HEARING TIPS

“Woman

With chronic tinnitus, it isn’t the ringing in your ears that’s the real issue. The real issue is that the ringing won’t stop.

The continuous noise, possibly rather modest in volume, might start as little more than an annoyance. But after a day or a week or a month, that ringing or buzzing can become aggravating, frustrating, even debilitating.

That’s why it’s critical that if you are coping with tinnitus you adhere to some tips to make life easier. It can make a huge difference if you have a plan when you’re lying in bed unable to fall asleep because of the buzzing or ringing in your ear.

How You Can Exacerbate Your Tinnitus

Chronic tinnitus, after all, is commonly not a static condition. Symptoms manifest themselves in spikes and valleys. Sometimes, your tinnitus might be an afterthought, hidden in the background of daily life. At other times the noises will be shrieking in your ears so loudly it’s impossible to dismiss.

That can leave you in a pretty frightening place of uncertainty. You may be so worried about your tinnitus flaring up while you’re in a meeting that you get a panic attack while you’re driving to work. That panic attack, in and of itself, can trigger the very episode you’re worried about.

Tips For Coping With Tinnitus

The more you understand about tinnitus, the better you can plan for and manage the effects. And, because there’s no known cure for tinnitus, management of symptoms is essential.
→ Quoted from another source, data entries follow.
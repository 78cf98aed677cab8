pub mod config;
pub(crate) mod response;
pub mod search;

use reqwest::blocking::Client as HttpClient;
use reqwest::{StatusCode, Url};
use serde::de::DeserializeOwned;
use serde_json::json;

use crate::bulk::{BulkRequest, BulkResult};
use crate::codec::DocumentCodec;
use crate::data::Document;
use crate::error::{Result, TernError};
use crate::index::{IndexSettings, Mapping};

use self::config::ClientConfig;
use self::response::{
    AckResponse, BulkResponse, GetResponse, IndexResponse, SearchResponse, WriteResponse,
    error_reason, map_bulk_response, map_search_response,
};
use self::search::{SearchRequest, SearchResult};

/// Outcome of an update: the engine either applied the patch, found
/// nothing to change, or found no document.
#[derive(Debug, Clone, Copy, PartialEq, Eq)]
pub enum UpdateResult {
    Updated,
    /// The patch changed nothing; the document is untouched.
    Noop,
    NotFound,
}

/// Outcome of a delete.
#[derive(Debug, Clone, Copy, PartialEq, Eq)]
pub enum DeleteResult {
    Deleted,
    NotFound,
}

/// Blocking client for a JSON document search engine.
///
/// Constructed once from a [`ClientConfig`] and shared by reference;
/// every operation is an independent blocking round-trip. The client
/// performs no caching and no retries. Ordering between concurrent
/// callers and retry policy belong to the caller and the transport
/// configuration.
#[derive(Debug)]
pub struct SearchClient {
    http: HttpClient,
    base: Url,
    legacy_type: Option<String>,
    codec: DocumentCodec,
}

impl SearchClient {
    /// Build a client from configuration.
    pub fn new(config: ClientConfig) -> Result<Self> {
        let base = Url::parse(&config.endpoint)
            .map_err(|e| TernError::invalid_config(format!("bad endpoint '{}': {e}", config.endpoint)))?;
        if base.cannot_be_a_base() {
            return Err(TernError::invalid_config(format!(
                "endpoint '{}' cannot carry request paths",
                config.endpoint
            )));
        }

        let http = HttpClient::builder()
            .connect_timeout(config.connect_timeout)
            .timeout(config.timeout)
            .build()
            .map_err(|e| TernError::invalid_config(format!("http client: {e}")))?;

        Ok(Self {
            http,
            base,
            legacy_type: config.legacy_type,
            codec: DocumentCodec::new(),
        })
    }

    /// Replace the document codec, e.g. with a mapping-aware one so
    /// writes are validated and dates decode typed.
    pub fn with_codec(mut self, codec: DocumentCodec) -> Self {
        self.codec = codec;
        self
    }

    /// Create an index with the given settings and mapping.
    ///
    /// Returns the engine's acknowledgment flag; `false` means the
    /// engine accepted the request but did not confirm it in time, and
    /// is the caller's to handle.
    pub fn create_index(
        &self,
        name: &str,
        settings: &IndexSettings,
        mapping: &Mapping,
    ) -> Result<bool> {
        let mappings = match &self.legacy_type {
            Some(doc_type) => {
                // Legacy engines key the mapping by the type name.
                let mut typed = serde_json::Map::new();
                typed.insert(doc_type.clone(), serde_json::to_value(mapping)?);
                serde_json::Value::Object(typed)
            }
            None => serde_json::to_value(mapping)?,
        };
        let body = json!({ "settings": settings, "mappings": mappings });

        let url = self.url(&[name])?;
        let (status, text) = self.send(self.http.put(url).json(&body))?;
        if status.is_success() {
            Ok(parse::<AckResponse>(&text)?.acknowledged)
        } else {
            Err(self.fail(status, &text))
        }
    }

    /// Delete an index. Returns the engine's acknowledgment flag.
    pub fn delete_index(&self, name: &str) -> Result<bool> {
        let url = self.url(&[name])?;
        let (status, text) = self.send(self.http.delete(url))?;
        if status.is_success() {
            Ok(parse::<AckResponse>(&text)?.acknowledged)
        } else {
            Err(self.fail(status, &text))
        }
    }

    /// Index a document, creating or replacing it. Returns the document
    /// id, assigned by the engine when the document carries none.
    pub fn index_document(&self, index: &str, document: &Document) -> Result<String> {
        let body = self.codec.source_value(document)?;
        let (status, text) = match &document.id {
            Some(id) => {
                let url = self.doc_url(index, id)?;
                self.send(self.http.put(url).json(&body))?
            }
            None => {
                let url = self.url(&self.doc_segments(index))?;
                self.send(self.http.post(url).json(&body))?
            }
        };

        if status.is_success() {
            Ok(parse::<IndexResponse>(&text)?.id)
        } else {
            Err(self.fail(status, &text))
        }
    }

    /// Fetch a document by id. `Ok(None)` when it does not exist.
    pub fn get_document(&self, index: &str, id: &str) -> Result<Option<Document>> {
        let url = self.doc_url(index, id)?;
        let (status, text) = self.send(self.http.get(url))?;

        if status == StatusCode::NOT_FOUND {
            return Ok(None);
        }
        if !status.is_success() {
            return Err(self.fail(status, &text));
        }

        let body = parse::<GetResponse>(&text)?;
        if !body.found {
            return Ok(None);
        }

        let mut document = match &body.source {
            Some(source) => self.codec.document_from_value(source)?,
            None => Document::new(),
        };
        document.id = body.id.or_else(|| Some(id.to_string()));
        Ok(Some(document))
    }

    /// Merge a partial document into an existing one.
    ///
    /// A missing id is reported as [`UpdateResult::NotFound`], not an
    /// error.
    pub fn update_document(&self, index: &str, id: &str, patch: &Document) -> Result<UpdateResult> {
        let body = json!({ "doc": self.codec.source_value(patch)? });
        let url = self.update_url(index, id)?;
        let (status, text) = self.send(self.http.post(url).json(&body))?;

        if status == StatusCode::NOT_FOUND {
            return Ok(UpdateResult::NotFound);
        }
        if !status.is_success() {
            return Err(self.fail(status, &text));
        }

        match parse::<WriteResponse>(&text)?.result.as_str() {
            "updated" => Ok(UpdateResult::Updated),
            "noop" => Ok(UpdateResult::Noop),
            other => Err(TernError::malformed_response(format!(
                "unexpected update result '{other}'"
            ))),
        }
    }

    /// Delete a document by id.
    ///
    /// A missing id is reported as [`DeleteResult::NotFound`], not an
    /// error.
    pub fn delete_document(&self, index: &str, id: &str) -> Result<DeleteResult> {
        let url = self.doc_url(index, id)?;
        let (status, text) = self.send(self.http.delete(url))?;

        if status == StatusCode::NOT_FOUND {
            return Ok(DeleteResult::NotFound);
        }
        if !status.is_success() {
            return Err(self.fail(status, &text));
        }

        match parse::<WriteResponse>(&text)?.result.as_str() {
            "deleted" => Ok(DeleteResult::Deleted),
            "not_found" => Ok(DeleteResult::NotFound),
            other => Err(TernError::malformed_response(format!(
                "unexpected delete result '{other}'"
            ))),
        }
    }

    /// Run a search and map the response into a [`SearchResult`].
    pub fn search(&self, index: &str, request: &SearchRequest) -> Result<SearchResult> {
        let mut segments = self.index_segments(index);
        segments.push("_search");
        let url = self.url(&segments)?;

        let (status, text) = self.send(self.http.post(url).json(&request.body_json()))?;
        if !status.is_success() {
            return Err(self.fail(status, &text));
        }

        map_search_response(parse::<SearchResponse>(&text)?, &self.codec)
    }

    /// Submit a batch of write operations as one request.
    ///
    /// Per-item failures come back as data inside the [`BulkResult`];
    /// only transport-level problems are errors.
    pub fn bulk(&self, request: &BulkRequest) -> Result<BulkResult> {
        if request.is_empty() {
            return Err(TernError::invalid_argument(
                "bulk request must contain at least one operation",
            ));
        }

        let body = request.body(&self.codec, self.legacy_type.as_deref())?;
        let url = self.url(&["_bulk"])?;
        let (status, text) = self.send(
            self.http
                .post(url)
                .header(reqwest::header::CONTENT_TYPE, "application/x-ndjson")
                .body(body),
        )?;

        if !status.is_success() {
            return Err(self.fail(status, &text));
        }

        let result = map_bulk_response(parse::<BulkResponse>(&text)?, request.len())?;
        if result.has_failures {
            log::warn!(
                "bulk batch of {} completed with {} failed items",
                request.len(),
                result.failures().count()
            );
        }
        Ok(result)
    }

    // -- request plumbing --

    fn send(&self, builder: reqwest::blocking::RequestBuilder) -> Result<(StatusCode, String)> {
        let request = builder.build()?;
        log::debug!("{} {}", request.method(), request.url());
        let response = self.http.execute(request)?;
        let status = response.status();
        let text = response.text()?;
        Ok((status, text))
    }

    fn fail(&self, status: StatusCode, body: &str) -> TernError {
        let reason = error_reason(body);
        if status == StatusCode::NOT_FOUND {
            TernError::not_found(reason)
        } else if status == StatusCode::CONFLICT {
            TernError::conflict(reason)
        } else {
            TernError::server(status.as_u16(), reason)
        }
    }

    fn url(&self, segments: &[&str]) -> Result<Url> {
        let mut url = self.base.clone();
        {
            let mut path = url
                .path_segments_mut()
                .map_err(|_| TernError::invalid_config("endpoint cannot carry request paths"))?;
            path.pop_if_empty();
            for segment in segments {
                path.push(segment);
            }
        }
        Ok(url)
    }

    fn index_segments<'a>(&'a self, index: &'a str) -> Vec<&'a str> {
        match &self.legacy_type {
            Some(doc_type) => vec![index, doc_type.as_str()],
            None => vec![index],
        }
    }

    fn doc_segments<'a>(&'a self, index: &'a str) -> Vec<&'a str> {
        match &self.legacy_type {
            Some(doc_type) => vec![index, doc_type.as_str()],
            None => vec![index, "_doc"],
        }
    }

    fn doc_url(&self, index: &str, id: &str) -> Result<Url> {
        let mut segments = self.doc_segments(index);
        segments.push(id);
        self.url(&segments)
    }

    fn update_url(&self, index: &str, id: &str) -> Result<Url> {
        match &self.legacy_type {
            Some(doc_type) => self.url(&[index, doc_type.as_str(), id, "_update"]),
            None => self.url(&[index, "_update", id]),
        }
    }
}

fn parse<T: DeserializeOwned>(body: &str) -> Result<T> {
    serde_json::from_str(body)
        .map_err(|e| TernError::malformed_response(format!("unexpected response body: {e}")))
}

#[cfg(test)]
mod tests {
    use super::*;

    fn client(legacy_type: Option<&str>) -> SearchClient {
        let mut builder = ClientConfig::builder().endpoint("http://localhost:9200");
        if let Some(t) = legacy_type {
            builder = builder.legacy_type(t);
        }
        SearchClient::new(builder.build()).unwrap()
    }

    #[test]
    fn test_modern_paths() {
        let client = client(None);
        assert_eq!(
            client.doc_url("catalog", "1").unwrap().as_str(),
            "http://localhost:9200/catalog/_doc/1"
        );
        assert_eq!(
            client.update_url("catalog", "1").unwrap().as_str(),
            "http://localhost:9200/catalog/_update/1"
        );
        let mut segments = client.index_segments("catalog");
        segments.push("_search");
        assert_eq!(
            client.url(&segments).unwrap().as_str(),
            "http://localhost:9200/catalog/_search"
        );
    }

    #[test]
    fn test_legacy_type_paths() {
        let client = client(Some("argin"));
        assert_eq!(
            client.doc_url("java2002", "1").unwrap().as_str(),
            "http://localhost:9200/java2002/argin/1"
        );
        assert_eq!(
            client.update_url("java2002", "1").unwrap().as_str(),
            "http://localhost:9200/java2002/argin/1/_update"
        );
        let mut segments = client.index_segments("java2002");
        segments.push("_search");
        assert_eq!(
            client.url(&segments).unwrap().as_str(),
            "http://localhost:9200/java2002/argin/_search"
        );
    }

    #[test]
    fn test_path_segments_are_escaped() {
        let client = client(None);
        let url = client.doc_url("catalog", "a/b c").unwrap();
        assert_eq!(url.as_str(), "http://localhost:9200/catalog/_doc/a%2Fb%20c");
    }

    #[test]
    fn test_bad_endpoint_is_invalid_config() {
        let err = SearchClient::new(ClientConfig::new("not a url")).unwrap_err();
        assert!(matches!(err, TernError::InvalidConfig(_)));
    }

    #[test]
    fn test_empty_bulk_is_invalid_argument() {
        let client = client(None);
        let err = client.bulk(&BulkRequest::new()).unwrap_err();
        assert!(matches!(err, TernError::InvalidArgument(_)));
    }
}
There’s no reason that your quality of life has to suffer if you establish the proper treatment.

Consider Tinnitus Retraining Therapy

Tinnitus retraining therapy (TRT) is a common approach to tinnitus management. The sound of rain on a roof is a common analogy: it’s very loud and noticeable when it first starts but by the time the storm is ending you stop focusing on it and recedes into the background. TRT uses the same principle to teach your brain to move the tinnitus symptoms into the background of your thoughts so you will have an easier time ignoring them.
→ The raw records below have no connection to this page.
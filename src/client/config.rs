use std::time::Duration;

/// Configuration for a [`SearchClient`](crate::SearchClient).
///
/// Constructed once per process; the client built from it is shared by
/// reference across call sites.
#[derive(Debug, Clone)]
pub struct ClientConfig {
    /// Base URL of the engine, e.g. `http://localhost:9200`.
    pub endpoint: String,

    /// Timeout for establishing a connection.
    pub connect_timeout: Duration,

    /// Total timeout for a request round-trip.
    pub timeout: Duration,

    /// Legacy per-index type name.
    ///
    /// Older engines partition an index into exactly one named type and
    /// address documents as `/{index}/{type}/{id}`. When unset, the
    /// modern `/{index}/_doc/{id}` paths are used and the type concept
    /// collapses into the index identity.
    pub legacy_type: Option<String>,
}

impl ClientConfig {
    pub fn new(endpoint: impl Into<String>) -> Self {
        Self {
            endpoint: endpoint.into(),
            ..Self::default()
        }
    }

    pub fn builder() -> ClientConfigBuilder {
        ClientConfigBuilder::default()
    }
}

impl Default for ClientConfig {
    fn default() -> Self {
        Self {
            endpoint: "http://localhost:9200".to_string(),
            connect_timeout: Duration::from_secs(5),
            timeout: Duration::from_secs(30),
            legacy_type: None,
        }
    }
}

#[derive(Default)]
pub struct ClientConfigBuilder {
    config: ClientConfig,
}

impl ClientConfigBuilder {
    pub fn endpoint(mut self, endpoint: impl Into<String>) -> Self {
        self.config.endpoint = endpoint.into();
        self
    }

    pub fn connect_timeout(mut self, timeout: Duration) -> Self {
        self.config.connect_timeout = timeout;
        self
    }

    pub fn timeout(mut self, timeout: Duration) -> Self {
        self.config.timeout = timeout;
        self
    }

    pub fn legacy_type(mut self, doc_type: impl Into<String>) -> Self {
        self.config.legacy_type = Some(doc_type.into());
        self
    }

    pub fn build(self) -> ClientConfig {
        self.config
    }
}

#[cfg(test)]
mod tests {
    use super::*;

    #[test]
    fn test_builder_overrides_defaults() {
        let config = ClientConfig::builder()
            .endpoint("http://search.internal:9200")
            .connect_timeout(Duration::from_secs(1))
            .timeout(Duration::from_secs(10))
            .legacy_type("argin")
            .build();

        assert_eq!(config.endpoint, "http://search.internal:9200");
        assert_eq!(config.connect_timeout, Duration::from_secs(1));
        assert_eq!(config.timeout, Duration::from_secs(10));
        assert_eq!(config.legacy_type.as_deref(), Some("argin"));
    }

    #[test]
    fn test_defaults() {
        let config = ClientConfig::default();
        assert_eq!(config.endpoint, "http://localhost:9200");
        assert!(config.legacy_type.is_none());
    }
}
Mastering this technique can take a bit of practice.

Get Your Brain Distracted

Your brain is continuously searching for the source of the sound and that’s one of the reasons why tinnitus can be so frustrating. So supplying your brain with more (and varied) stimulation to focus on can be helpful. You could:

  • Play music while you paint a picture.
  • Take a bubble bath while reading a book.
  • Bring a book to the park and listen to the birds while reading.
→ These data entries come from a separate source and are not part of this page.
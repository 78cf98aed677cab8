//! Bulk write batching.
//!
//! A [`BulkRequest`] is an ordered sequence of [`BulkOperation`]s rendered
//! as one newline-delimited wire body: an action-metadata line per
//! operation, a source line for index and update operations, and a
//! trailing newline terminating the whole body (the bulk endpoint rejects
//! bodies without it).
//!
//! Operations are independent; there is no cross-item transaction. The
//! engine acknowledges each item separately, and [`BulkResult`] reports
//! those outcomes in input order. Partial failure is data, never an
//! error.

use serde_json::{Map, Value, json};

use crate::codec::DocumentCodec;
use crate::data::Document;
use crate::error::Result;

/// One write operation inside a batch.
#[derive(Debug, Clone)]
pub enum BulkOperation {
    /// Index a document, creating or replacing it. With `id` absent the
    /// engine assigns one.
    Index {
        index: String,
        id: Option<String>,
        document: Document,
    },
    /// Merge a partial document into an existing one.
    Update {
        index: String,
        id: String,
        patch: Document,
    },
    /// Delete a document by id.
    Delete { index: String, id: String },
}

/// An ordered batch of write operations.
#[derive(Debug, Clone, Default)]
pub struct BulkRequest {
    operations: Vec<BulkOperation>,
}

impl BulkRequest {
    pub fn new() -> Self {
        Self::default()
    }

    /// Append an operation.
    pub fn add(mut self, op: BulkOperation) -> Self {
        self.operations.push(op);
        self
    }

    /// Append an index operation; the document's own id is used if set.
    pub fn index(self, index: impl Into<String>, document: Document) -> Self {
        let id = document.id.clone();
        self.add(BulkOperation::Index {
            index: index.into(),
            id,
            document,
        })
    }

    /// Append an update operation.
    pub fn update(self, index: impl Into<String>, id: impl Into<String>, patch: Document) -> Self {
        self.add(BulkOperation::Update {
            index: index.into(),
            id: id.into(),
            patch,
        })
    }

    /// Append a delete operation.
    pub fn delete(self, index: impl Into<String>, id: impl Into<String>) -> Self {
        self.add(BulkOperation::Delete {
            index: index.into(),
            id: id.into(),
        })
    }

    pub fn operations(&self) -> &[BulkOperation] {
        &self.operations
    }

    pub fn len(&self) -> usize {
        self.operations.len()
    }

    pub fn is_empty(&self) -> bool {
        self.operations.is_empty()
    }

    /// Render the newline-delimited wire body.
    ///
    /// `legacy_type` adds `_type` to each action's metadata for engines
    /// that still partition indices by type.
    pub fn body(&self, codec: &DocumentCodec, legacy_type: Option<&str>) -> Result<String> {
        let mut body = String::new();
        for op in &self.operations {
            match op {
                BulkOperation::Index {
                    index,
                    id,
                    document,
                } => {
                    push_line(
                        &mut body,
                        &json!({ "index": action_metadata(index, id.as_deref(), legacy_type) }),
                    )?;
                    push_line(&mut body, &codec.source_value(document)?)?;
                }
                BulkOperation::Update { index, id, patch } => {
                    push_line(
                        &mut body,
                        &json!({ "update": action_metadata(index, Some(id.as_str()), legacy_type) }),
                    )?;
                    push_line(&mut body, &json!({ "doc": codec.source_value(patch)? }))?;
                }
                BulkOperation::Delete { index, id } => {
                    push_line(
                        &mut body,
                        &json!({ "delete": action_metadata(index, Some(id.as_str()), legacy_type) }),
                    )?;
                }
            }
        }
        Ok(body)
    }
}

/// Build the action-metadata object, omitting absent fields entirely.
fn action_metadata(index: &str, id: Option<&str>, legacy_type: Option<&str>) -> Value {
    let mut meta = Map::new();
    meta.insert("_index".to_string(), Value::String(index.to_string()));
    if let Some(doc_type) = legacy_type {
        meta.insert("_type".to_string(), Value::String(doc_type.to_string()));
    }
    if let Some(id) = id {
        meta.insert("_id".to_string(), Value::String(id.to_string()));
    }
    Value::Object(meta)
}

fn push_line(body: &mut String, value: &Value) -> Result<()> {
    body.push_str(&serde_json::to_string(value)?);
    body.push('\n');
    Ok(())
}

/// Outcome of one item in a submitted batch.
#[derive(Debug, Clone, PartialEq)]
pub enum ItemOutcome {
    /// The engine acknowledged the item; `id` is the (possibly assigned)
    /// document id and `result` the engine's verdict (`created`,
    /// `updated`, `deleted`, ...).
    Success { id: Option<String>, result: String },
    /// The engine rejected this item.
    Failure { reason: String },
}

impl ItemOutcome {
    pub fn is_success(&self) -> bool {
        matches!(self, ItemOutcome::Success { .. })
    }
}

/// Per-item result, at the same position as the submitted operation.
#[derive(Debug, Clone, PartialEq)]
pub struct ItemResult {
    /// Zero-based position in the submitted batch.
    pub position: usize,
    pub outcome: ItemOutcome,
}

/// Result of a batch submission.
///
/// The batch as a whole succeeded in transport terms; callers must
/// inspect `has_failures` and the per-item outcomes.
#[derive(Debug, Clone, PartialEq)]
pub struct BulkResult {
    pub has_failures: bool,
    pub items: Vec<ItemResult>,
}

impl BulkResult {
    /// Iterate over the failed items only.
    pub fn failures(&self) -> impl Iterator<Item = &ItemResult> {
        self.items.iter().filter(|i| !i.outcome.is_success())
    }
}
You get the gist: Your tinnitus may be able to be decreased by engaging your brain.

Alternately, many individuals have discovered that meditation helps because it focuses your attention on something else, your breath, a mantra, and so on. Another advantage of meditation, at least for some people, is that it can lower blood pressure which is a known cause of tinnitus symptoms.

Manage Tinnitus With a Hearing Aid

Numerous hearing aid companies have manufactured hearing aids that help reduce the ringing in your ear. Hearing aids are a great solution because you put them in and can forget about it the entire day, you don’t need to carry around a white noise machine or constantly use an app. The ringing will be handled by the hearing aid and you can relax and enjoy your life.

Have a Plan (And Stick to it)

Having a plan for unforeseen spikes can help you handle your stress-out reaction, and that can help you decrease certain tinnitus episodes (or at least keep from worsening them). Pack a bag of useful items to bring with you. Anything that will help you be more prepared and keep you from panicking, like making a list of practical exercises, will go a long way toward management.

The Key is Management

There’s no cure for tinnitus which is usually chronic. But that doesn’t mean that individuals cannot regulate and treat their tinnitus. Make certain you are managing your tinnitus not suffering from it by utilizing these tips and any others that you find helpful.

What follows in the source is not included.